Exercise inputs |
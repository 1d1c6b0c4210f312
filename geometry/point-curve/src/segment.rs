//! Segment points, segment types and segmentation results.

use nalgebra::Point3;

#[cfg(feature = "serde")]
use serde::{Deserialize, Serialize};

/// Position of a traversal step within the whole curve.
///
/// Consumers use this to decide which route node a step belongs to, e.g.
/// the first step maps to the route's first node and the last step to the
/// route's last node.
#[derive(Debug, Clone, Copy, PartialEq, Eq, Hash)]
#[cfg_attr(feature = "serde", derive(Serialize, Deserialize))]
pub enum SegmentType {
    /// First step of a traversal.
    First,
    /// Any step between the first and the last.
    Intermediate,
    /// Final step of a traversal (also used when the traversal is a single step).
    Last,
}

/// A point on the curve together with the control points bracketing it.
///
/// ```text
///   begin ----------- point ---------------- end
///         local_time = |begin, point| / |begin, end|
/// ```
#[derive(Debug, Clone, Copy, PartialEq)]
#[cfg_attr(feature = "serde", derive(Serialize, Deserialize))]
pub struct SegmentPoint {
    /// Control point at the start of the bracketing curve segment.
    pub begin: Point3<f64>,
    /// Control point at the end of the bracketing curve segment.
    pub end: Point3<f64>,
    /// The evaluated point.
    pub point: Point3<f64>,
    /// Normalized position between `begin` and `end`.
    pub local_time: f64,
    /// Normalized arc-length position along the whole curve.
    pub time: f64,
}

/// Outcome of solving for a constant segment length.
#[derive(Debug, Clone, Copy, PartialEq)]
#[cfg_attr(feature = "serde", derive(Serialize, Deserialize))]
pub struct SegmentationResult {
    /// Segment length that partitions the curve, `-1` when unsolved.
    pub segment_length: f64,
    /// Accumulated signed error at `segment_length`.
    pub error: f64,
    /// Requested number of segments.
    pub num_segments: usize,
    /// Number of solver iterations used.
    pub num_iterations: usize,
    /// True if the error is within the requested tolerance.
    pub successful: bool,
}

impl SegmentationResult {
    /// Unsuccessful result carrying an infinite error.
    #[must_use]
    pub const fn failed(num_segments: usize) -> Self {
        Self {
            segment_length: -1.0,
            error: f64::INFINITY,
            num_segments,
            num_iterations: 0,
            successful: false,
        }
    }

    /// Successful result.
    #[must_use]
    pub const fn solved(
        segment_length: f64,
        error: f64,
        num_segments: usize,
        num_iterations: usize,
    ) -> Self {
        Self {
            segment_length,
            error,
            num_segments,
            num_iterations,
            successful: true,
        }
    }
}

impl Default for SegmentationResult {
    fn default() -> Self {
        Self::failed(0)
    }
}
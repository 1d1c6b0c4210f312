//! Lumped-node wires.
//!
//! Wire routes are handed to the engine node by node, without resampling.
//! Body fixed, connecting and winch nodes may only end a wire. A connecting
//! node is paired with a companion node at the center of mass of its
//! parent, on the outer side of the wire:
//!
//! ```text
//!   begin:  [CM] -> [connecting] -> ...
//!   end:    ... -> [connecting] -> [CM]
//! ```

use route_types::{Route, RouteNode, WireNodeType, WireRouteNode};
use tracing::{debug, error};

use crate::{
    CableError, NativeBinding, NativeWireNode, Result, WireConfig, WireEngine, WireProperty,
};

/// A wire described by a route and simulated by a native engine.
pub struct Wire<E: WireEngine> {
    config: WireConfig,
    route: Route<WireRouteNode>,
    engine: E,
    native: Option<E::Wire>,
}

impl<E: WireEngine> Wire<E> {
    /// Wire with default configuration and an empty route.
    pub fn new(engine: E) -> Self {
        Self::with_config(engine, WireConfig::default())
    }

    /// Wire with `config` and an empty route.
    pub fn with_config(engine: E, config: WireConfig) -> Self {
        Self {
            config,
            route: Route::new(),
            engine,
            native: None,
        }
    }

    /// Replace the route and return the wire.
    #[must_use]
    pub fn with_route(mut self, route: Route<WireRouteNode>) -> Self {
        self.route = route;
        self
    }

    /// Current configuration.
    pub const fn config(&self) -> &WireConfig {
        &self.config
    }

    /// The route.
    pub const fn route(&self) -> &Route<WireRouteNode> {
        &self.route
    }

    /// The route, for editing.
    pub fn route_mut(&mut self) -> &mut Route<WireRouteNode> {
        &mut self.route
    }

    /// The engine.
    pub const fn engine(&self) -> &E {
        &self.engine
    }

    /// The engine, mutably.
    pub fn engine_mut(&mut self) -> &mut E {
        &mut self.engine
    }

    /// The native wire, once initialized.
    pub const fn native(&self) -> Option<&E::Wire> {
        self.native.as_ref()
    }

    /// Returns `true` once [`initialize`](Self::initialize) succeeded.
    pub const fn is_initialized(&self) -> bool {
        self.native.is_some()
    }

    /// Wire radius.
    pub const fn radius(&self) -> f64 {
        self.config.radius
    }

    /// Set the radius.
    pub fn set_radius(&mut self, radius: f64) {
        self.config.radius = radius;
        self.apply_to_native(WireProperty::Radius(radius));
    }

    /// Wire diameter.
    pub fn diameter(&self) -> f64 {
        self.config.diameter()
    }

    /// Set the radius from a diameter.
    pub fn set_diameter(&mut self, diameter: f64) {
        self.set_radius(0.5 * diameter);
    }

    /// Lumped nodes per unit length.
    pub const fn resolution_per_unit_length(&self) -> f64 {
        self.config.resolution_per_unit_length
    }

    /// Set the resolution.
    pub fn set_resolution_per_unit_length(&mut self, resolution: f64) {
        self.config.resolution_per_unit_length = resolution;
        self.apply_to_native(WireProperty::ResolutionPerUnitLength(resolution));
    }

    /// Create the native wire.
    ///
    /// An invalid route is logged together with every invalid node. Calling
    /// this on an initialized wire does nothing.
    pub fn initialize(&mut self) -> Result<()> {
        if self.native.is_some() {
            return Ok(());
        }

        match self.create_native() {
            Ok(native) => {
                self.native = Some(native);
                debug!("Wire initialized from {} route nodes", self.route.num_nodes());
                Ok(())
            }
            Err(err) => {
                error!("Wire initialization failed: {err}");
                Err(err)
            }
        }
    }

    /// Remove the native wire from the engine.
    pub fn destroy(&mut self) {
        if let Some(native) = self.native.take() {
            self.engine.remove(native);
        }
    }

    fn create_native(&mut self) -> Result<E::Wire> {
        let issues = self.config.validate();
        if !issues.is_empty() {
            return Err(CableError::invalid_config(&issues));
        }

        let validated = self.route.validated();
        if let Some(route_error) = validated.error.as_deref() {
            error!("{route_error}");
            for (index, node) in validated.invalid_nodes() {
                if let Some(node_error) = &node.error {
                    error!("[{index}]: {node_error}");
                }
            }
            return Err(CableError::InvalidRoute(route_error.to_string()));
        }

        let mut native = self
            .engine
            .create_wire(self.config.radius, self.config.resolution_per_unit_length);

        for (index, node) in self.route.iter().enumerate() {
            for native_node in native_nodes(index, node) {
                if !self.engine.add_node(&mut native, native_node) {
                    self.engine.remove(native);
                    return Err(CableError::node_rejected(index, node.node_type().to_string()));
                }
            }
        }

        if !self.engine.initialize(&mut native) {
            self.engine.remove(native);
            return Err(CableError::InitializationFailed);
        }

        Ok(native)
    }
}

/// Native nodes of the route node at `index`, in the order they are added.
fn native_nodes(index: usize, node: &WireRouteNode) -> Vec<NativeWireNode> {
    let route_node = NativeWireNode::from(node);
    if node.node_type() != WireNodeType::Connecting {
        return vec![route_node];
    }

    let center_of_mass = NativeWireNode::center_of_mass(node);
    if index == 0 {
        vec![center_of_mass, route_node]
    } else {
        vec![route_node, center_of_mass]
    }
}

impl<E: WireEngine> NativeBinding for Wire<E> {
    type Property = WireProperty;

    fn has_native_binding(&self) -> bool {
        self.native.is_some()
    }

    fn apply_to_native(&mut self, property: WireProperty) -> bool {
        let Some(native) = self.native.as_mut() else {
            return false;
        };
        self.engine.set_property(native, property);
        true
    }
}

impl<E: WireEngine> std::fmt::Debug for Wire<E> {
    fn fmt(&self, f: &mut std::fmt::Formatter<'_>) -> std::fmt::Result {
        f.debug_struct("Wire")
            .field("config", &self.config)
            .field("num_nodes", &self.route.num_nodes())
            .field("initialized", &self.native.is_some())
            .finish_non_exhaustive()
    }
}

Description of the task |
With the first line of the material as the start and the line containing "points bracketing it." as the end, repeat that span exactly and add nothing.

Task solution |
repository 1d1c6b0c4210f312
filename geometry/point-curve/src/segment.rs
//! Segment points, segment types and segmentation results.

use nalgebra::Point3;

#[cfg(feature = "serde")]
use serde::{Deserialize, Serialize};

/// Position of a traversal step within the whole curve.
///
/// Consumers use this to decide which route node a step belongs to, e.g.
/// the first step maps to the route's first node and the last step to the
/// route's last node.
#[derive(Debug, Clone, Copy, PartialEq, Eq, Hash)]
#[cfg_attr(feature = "serde", derive(Serialize, Deserialize))]
pub enum SegmentType {
    /// First step of a traversal.
    First,
    /// Any step between the first and the last.
    Intermediate,
    /// Final step of a traversal (also used when the traversal is a single step).
    Last,
}

/// A point on the curve together with the control points bracketing it.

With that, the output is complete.